Kardinal Schönborn ruft zum Abbau der nationalen Vorurteile auf
Vielsprachige Messfeier zum "Sonntag der Völker" im Wiener Stephansdom - Versöhnungsgedanke des Mitteleuropäischen Katholikentags wurde musikalisch zum Ausdruck gebracht. (Kathpress,28.9.03)

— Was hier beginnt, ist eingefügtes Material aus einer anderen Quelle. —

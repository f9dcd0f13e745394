//! Typed errors for crawl and security operations.

use thiserror::Error;

/// Errors that can occur during crawl operations.
#[derive(Debug, Error)]
pub enum CrawlError {
    /// Security validation failed
    #[error("security error: {0}")]
    Security(#[from] SecurityError),

    /// HTTP request failed
    #[error("HTTP error: {0}")]
    Http(#[source] Box<dyn std::error::Error + Send + Sync>),

    /// Rate limit exceeded
    #[error("rate limit exceeded")]
    RateLimitExceeded,

    /// Invalid URL format
    #[error("invalid URL: {url}")]
    InvalidUrl { url: String },

    /// Robots.txt disallows crawling
    #[error("robots.txt disallows: {url}")]
    RobotsDisallowed { url: String },

    /// Connection timeout
    #[error("timeout crawling: {url}")]
    Timeout { url: String },

    /// Max pages reached
    #[error("max pages reached: {count}")]
    MaxPagesReached { count: usize },
}

/// Security-related errors, primarily for SSRF protection.
#[derive(Debug, Error)]
pub enum SecurityError {
    /// URL scheme not allowed (e.g., file://, ftp://)
    #[error("disallowed URL scheme: {0}")]
    DisallowedScheme(String),

    /// Host is blocked (e.g., localhost, internal IPs)
    #[error("blocked host: {0}")]
    BlockedHost(String),

    /// IP in blocked CIDR range (e.g., 10.0.0.0/8)
    #[error("blocked IP range: {0}")]
    BlockedCidr(String),

    /// URL has no host
    #[error("URL has no host")]
    NoHost,

    /// DNS resolution failed
    #[error("DNS resolution failed: {0}")]
    DnsResolution(String),

    /// URL parsing failed
    #[error("URL parse error: {0}")]
    UrlParse(#[from] url::ParseError),
}

/// Result type alias for crawl operations.
pub type CrawlResult<T> = std::result::Result<T, CrawlError>;

/// Result type alias for security operations.
pub type SecurityResult<T> = std::result::Result<T, SecurityError>;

Den Abbau aller Vorurteile forderte Kardinal Christoph Schönborn im Wiener Stephansdom beim festlichen Gottesdienst zum "Sonntag der Völker". Die "Verführung zum Hass" beginne schon mit dem "Nähren von Vorurteilen", betonte der Wiener Erzbischof und erinnerte daran, wie viele Kriege in Europa durch nationale Vorurteile ausgelöst worden seien. Es gelte, diese Vorurteile im eigenen Herzen zu bekämpfen und keinesfalls an die nächste Generation weiterzugeben. Nur so könne im neuen Europa ein friedliches Miteinander entstehen.
Kardinal Schönborn unterstrich, dass die Jesus-Worte im Evangelium vom Sonntag einerseits ein Aufruf zur Toleranz sind, andererseits aber den entschiedenen Kampf gegen das Böse im eigenen Herzen fordern. Jesus wolle keine "künstlichen Grenzen", er sei dort, "wo Menschen Gutes tun". Auch heute gebe es auf diese Weise viele Menschen, die Jesus nahe sind, obwohl sie nicht zur Kirche gehören.
Zur Messfeier im bis auf den letzten Platz gefüllten Stephansdom waren Abordnungen aus allen elf Sprachgemeinden mit ihren Seelsorgern gekommen. Kardinal Schönborn würdigte die "so lebendigen" anderssprachigen Gemeinden in Wien, die den Katholiken vor Augen führten, dass "Kirche immer Weltkirche ist". Heuer sei der Gottesdienst zum "Sonntag der Völker" ein "besonders bewegender Moment", weil er ein wichtiger Hinweis auf den Mitteleuropäischen Katholikentag sei. Im Zeichen des "Jahres der Bibel" überbrachten vor der Proklamation der Lesungen aus der Heiligen Schrift Repräsentanten der elf Sprachgemeinden Bibelausgaben in ihrer jeweiligen Sprache an Kardinal Schönborn. Derzeit gibt es in Wien albanische, italienische, kroatische, slowenische, polnische, tschechische, ungarische und rumänische Sprachgemeinden; dazu kommen die nationsübergreifenden anglophonen, frankophonen und hispanophonen Gemeinden.
Musikalisch wurde der Gottesdienst mit der "Missa populorum" von August Ipavec gestaltet; Ipavec ist ein in Wien wirkender slowenischer Priester und Künstler. Bei der Aufführung wirkten Chöre aus Tschechien, Italien und Österreich und Mitglieder der Slowenischen Philharmonie zusammen. Ingrid Loub, die Vorsitzende der Initiative "Musik verbindet Völker", dankte zum Abschluss des Gottesdienstes Kardinal Schönborn für den Impuls des Mitteleuropäischen Katholikentages. Die Musiker hätten ein Jahr lang geprobt; in dieser gemeinsamen Bemühung habe der Versöhnungsgedanke lebendige Gestalt angenommen.